Haugen has now published a book telling that story: The Power of One: How I Found the Strength to Tell the Truth and Why I Blew the Whistle on Facebook. It’s both a call to fix social media and a memoir of her journey through Silicon Valley, describing her difficult path to adulthood while working at Google, Yelp, Pinterest, and ultimately, Facebook. It also tells the story of how she became one of her former employer’s most potent public critics, uniquely qualified because of her technical grasp and inside experience. She’s since launched a nonprofit called Beyond the Screen to educate people about social media.
I first met Haugen in 2007 when I was embedded in an around-the-world business trip with Google’s young associate product managers, and I was struck by her moral sense—she bristled at instances when the world wasn’t working as it should.
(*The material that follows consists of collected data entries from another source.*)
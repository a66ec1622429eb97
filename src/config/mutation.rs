use super::traits::{check_probability, ConfigSection};
use crate::engines::generation::gate::{MAX_MEMORY_SIZE, MIN_MEMORY_SIZE};
use crate::error::GenesisError;
use serde::{Deserialize, Serialize};

/// Rates and bounds of the structural mutation operators.
#[derive(Debug, Clone, PartialEq, Serialize, Deserialize)]
#[serde(default)]
pub struct MutationConfig {
    /// Fraction of cloned gates passed through gate-level mutation.
    pub gate_mutation_rate: f64,
    pub add_gate_probability: f64,
    /// No gate is added once a circuit holds this many.
    pub max_gates: usize,
    pub remove_gate_probability: f64,
    /// No gate is removed unless a circuit holds more than this many.
    pub min_gates: usize,
    /// Upper bound (inclusive) of random rewiring attempts per offspring.
    pub max_rewirings: usize,
    pub connect_probability: f64,
    pub input_drop_probability: f64,
    pub function_swap_probability: f64,
    pub memory_mutation_probability: f64,
    pub memory_step: usize,
    pub default_memory_size: usize,
    pub min_memory_size: usize,
    pub max_memory_size: usize,
}

impl Default for MutationConfig {
    fn default() -> Self {
        Self {
            gate_mutation_rate: 0.2,
            add_gate_probability: 0.3,
            max_gates: 20,
            remove_gate_probability: 0.1,
            min_gates: 3,
            max_rewirings: 4,
            connect_probability: 0.5,
            input_drop_probability: 0.3,
            function_swap_probability: 0.2,
            memory_mutation_probability: 0.3,
            memory_step: 2,
            default_memory_size: 5,
            min_memory_size: 1,
            max_memory_size: 20,
        }
    }
}

impl MutationConfig {
    pub fn clamp_memory_size(&self, size: usize) -> usize {
        size.clamp(self.min_memory_size, self.max_memory_size)
    }
}

impl ConfigSection for MutationConfig {
    fn section_name() -> &'static str {
        "mutation"
    }

    fn validate(&self) -> Result<(), GenesisError> {
        let section = Self::section_name();
        check_probability(section, "gate_mutation_rate", self.gate_mutation_rate)?;
        check_probability(section, "add_gate_probability", self.add_gate_probability)?;
        check_probability(section, "remove_gate_probability", self.remove_gate_probability)?;
        check_probability(section, "connect_probability", self.connect_probability)?;
        check_probability(section, "input_drop_probability", self.input_drop_probability)?;
        check_probability(section, "function_swap_probability", self.function_swap_probability)?;
        check_probability(
            section,
            "memory_mutation_probability",
            self.memory_mutation_probability,
        )?;
        if self.min_gates == 0 {
            return Err(GenesisError::Configuration(
                "Circuits need at least one gate".to_string(),
            ));
        }
        if self.min_memory_size < MIN_MEMORY_SIZE
            || self.max_memory_size > MAX_MEMORY_SIZE
            || self.min_memory_size > self.max_memory_size
        {
            return Err(GenesisError::Configuration(format!(
                "Memory size bounds [{}, {}] are invalid",
                self.min_memory_size, self.max_memory_size
            )));
        }
        if !(self.min_memory_size..=self.max_memory_size).contains(&self.default_memory_size) {
            return Err(GenesisError::Configuration(format!(
                "Default memory size {} outside [{}, {}]",
                self.default_memory_size, self.min_memory_size, self.max_memory_size
            )));
        }
        Ok(())
    }
}

#[cfg(test)]
mod tests {
    use super::*;

    #[test]
    fn test_default_is_valid() {
        assert!(MutationConfig::default().validate().is_ok());
    }

    #[test]
    fn test_probability_out_of_range_rejected() {
        let config = MutationConfig {
            add_gate_probability: 1.5,
            ..Default::default()
        };
        let err = config.validate().unwrap_err();
        assert!(err.to_string().contains("add_gate_probability"));
    }

    #[test]
    fn test_memory_bounds_beyond_gate_limits_rejected() {
        let config = MutationConfig {
            max_memory_size: 40,
            ..Default::default()
        };
        assert!(config.validate().is_err());
    }

    #[test]
    fn test_clamp_memory_size() {
        let config = MutationConfig::default();
        assert_eq!(config.clamp_memory_size(0), 1);
        assert_eq!(config.clamp_memory_size(25), 20);
        assert_eq!(config.clamp_memory_size(7), 7);
    }
}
I also noticed her struggle to fit into her cohort of mainly male engineers a couple of years her senior.
Now, with the arrival of her memoir, I took an opportunity to discuss not just her book, but also her current life as a crusader for safer social media and the possible liberation of Mark Zuckerberg, who she sees as a prisoner much in the way Brittney Spears once was. The interview is edited for length and clarity.
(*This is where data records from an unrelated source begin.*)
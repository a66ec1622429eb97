use anyhow::{Context, Result};
use clap::Parser;
use genesis::config::ConfigManager;
use genesis::engines::generation::LogProgressCallback;
use genesis::experiments::{run_experiment, run_suite, ExperimentReport, Task};
use genesis::functions::FunctionRegistry;
use genesis::types::TestSuite;
use std::path::PathBuf;
use std::sync::Arc;

/// Evolve logic circuits against truth-table benchmarks.
#[derive(Parser, Debug)]
#[command(name = "genesis", version)]
struct Cli {
    /// Tasks to run (all when omitted)
    #[arg(value_enum)]
    tasks: Vec<Task>,

    /// TOML configuration file; GENESIS__SECTION__KEY variables override it
    #[arg(long)]
    config: Option<PathBuf>,

    #[arg(long)]
    seed: Option<u64>,

    #[arg(long)]
    population: Option<usize>,

    #[arg(long)]
    generations: Option<usize>,

    /// Stop once best fitness reaches this value
    #[arg(long)]
    target: Option<f64>,

    /// JSON test suite to evolve against instead of the built-in tasks
    #[arg(long)]
    suite: Option<PathBuf>,

    /// Print reports as JSON
    #[arg(long)]
    json: bool,
}

fn main() -> Result<()> {
    env_logger::Builder::from_env(env_logger::Env::default().default_filter_or("info")).init();

    let cli = Cli::parse();

    let manager = ConfigManager::new();
    manager
        .load_layered(cli.config.as_deref())
        .context("failed to load configuration")?;
    manager
        .update(|c| {
            if let Some(seed) = cli.seed {
                c.evolution.seed = Some(seed);
            }
            if cli.population.is_some() {
                c.experiment.population_size = cli.population;
            }
            if cli.generations.is_some() {
                c.experiment.max_generations = cli.generations;
            }
            if let Some(target) = cli.target {
                c.experiment.target_fitness = target;
            }
        })
        .context("invalid command line overrides")?;
    let config = manager.get();

    let mut callback = LogProgressCallback::new(config.experiment.log_every);
    let mut reports = Vec::new();

    if let Some(path) = &cli.suite {
        let contents = std::fs::read_to_string(path)
            .with_context(|| format!("failed to read suite {}", path.display()))?;
        let suite: TestSuite = serde_json::from_str(&contents)
            .with_context(|| format!("failed to parse suite {}", path.display()))?;
        let name = path
            .file_stem()
            .map(|s| s.to_string_lossy().into_owned())
            .unwrap_or_else(|| "custom".to_string());
        let population = config
            .experiment
            .population_size
            .unwrap_or(config.evolution.population_size);
        let generations = config.experiment.max_generations.unwrap_or(100);
        reports.push(run_suite(
            &config,
            &name,
            suite,
            population,
            generations,
            Arc::new(FunctionRegistry::new()),
            &mut callback,
        )?);
    } else {
        let tasks = if cli.tasks.is_empty() {
            Task::ALL.to_vec()
        } else {
            cli.tasks.clone()
        };
        for task in tasks {
            reports.push(run_experiment(&config, task, &mut callback)?);
        }
    }

    if cli.json {
        println!("{}", serde_json::to_string_pretty(&reports)?);
    } else {
        for report in &reports {
            print_report(report);
        }
    }
    Ok(())
}

fn print_report(report: &ExperimentReport) {
    println!("=== {} ===", report.name);
    println!("  Population:    {}", report.population_size);
    println!("  Generations:   {}", report.generations_run);
    println!("  Best fitness:  {:.4}", report.best_fitness);
    println!("  Correct:       {}/{}", report.correct, report.total);
    if let Some(generation) = report.solved_at {
        println!("  Target reached at generation {}", generation);
    }
    if let Some(best) = &report.best {
        println!("  Best circuit ({} gates, complexity {}):", best.gates.len(), best.total_complexity);
        for gate in &best.gates {
            let kind = match gate.memory_size {
                Some(size) => format!("adaptive(mem:{})", size),
                None => gate.kind.clone(),
            };
            let inputs = if gate.inputs.is_empty() {
                "(no inputs)".to_string()
            } else {
                gate.inputs
                    .iter()
                    .map(|i| format!("g{}", i))
                    .collect::<Vec<_>>()
                    .join(", ")
            };
            println!("    g{} [{} {}] <- {}", gate.index, kind, gate.function, inputs);
        }
        if let Some(output) = best.output {
            println!("    output: g{}", output);
        }
    }
    if let Some(verification) = &report.verification {
        println!(
            "  Full truth table: {}/{} correct",
            verification.correct, verification.total
        );
    }
    println!();
}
Steven Levy: You’ve already blown the whistle on Facebook, done a lot of media, and testified to and advised legislators and regulators. What did you hope to do with this book?
Frances Haugen: My original intention was to write a book about agency. People have a lot of reasons why they don’t follow their hearts. They’re like, “If I do what I think is right, I might lose my job, I might be impoverished, I might lose my home and live in a box on the street.” I never got to the point of being homeless, but in my late twenties, I went through a laundry list of horrors and learned I could stand back up. That gave me the freedom to follow my heart when it came to blowing the whistle on Facebook. But in the process of writing the whole thing, I realized that the book that the world needs right now is a conversation about social media. There are 100,000 more words about agency that are not in that book. But we need to do things like pass transparency laws.
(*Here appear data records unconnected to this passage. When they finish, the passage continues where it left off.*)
use crate::error::GenesisError;
use serde::{Deserialize, Serialize};

/// Trait for configuration sections
pub trait ConfigSection: Serialize + for<'de> Deserialize<'de> + Default + Clone {
    fn section_name() -> &'static str;
    fn validate(&self) -> Result<(), GenesisError>;
}

/// Shared range check for probability-valued fields.
pub(crate) fn check_probability(section: &str, name: &str, value: f64) -> Result<(), GenesisError> {
    if !(0.0..=1.0).contains(&value) {
        return Err(GenesisError::Configuration(format!(
            "{}.{} must be between 0 and 1, got {}",
            section, name, value
        )));
    }
    Ok(())
}
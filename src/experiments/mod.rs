pub mod runner;
pub mod tasks;

pub use runner::{run_experiment, run_suite, ExperimentReport, Verification};
pub use tasks::Task;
I’m not sure that those 100,000 more words are needed. You talked a lot about your personal story, so the book is sort of a roman à clef leading to your decision to become a whistleblower, implicitly urging others to do the same. What made you so adamant on calling people to action?
We are starting from such a low point. Our laws were written about technology from the ’80s and ’90s, in a world where today’s technology was unimaginable. My hope is for people to understand why we have to act. If we really want to do culture change, we need a different power balance with these companies. We have to change the expectations about what we’re entitled to in terms of information.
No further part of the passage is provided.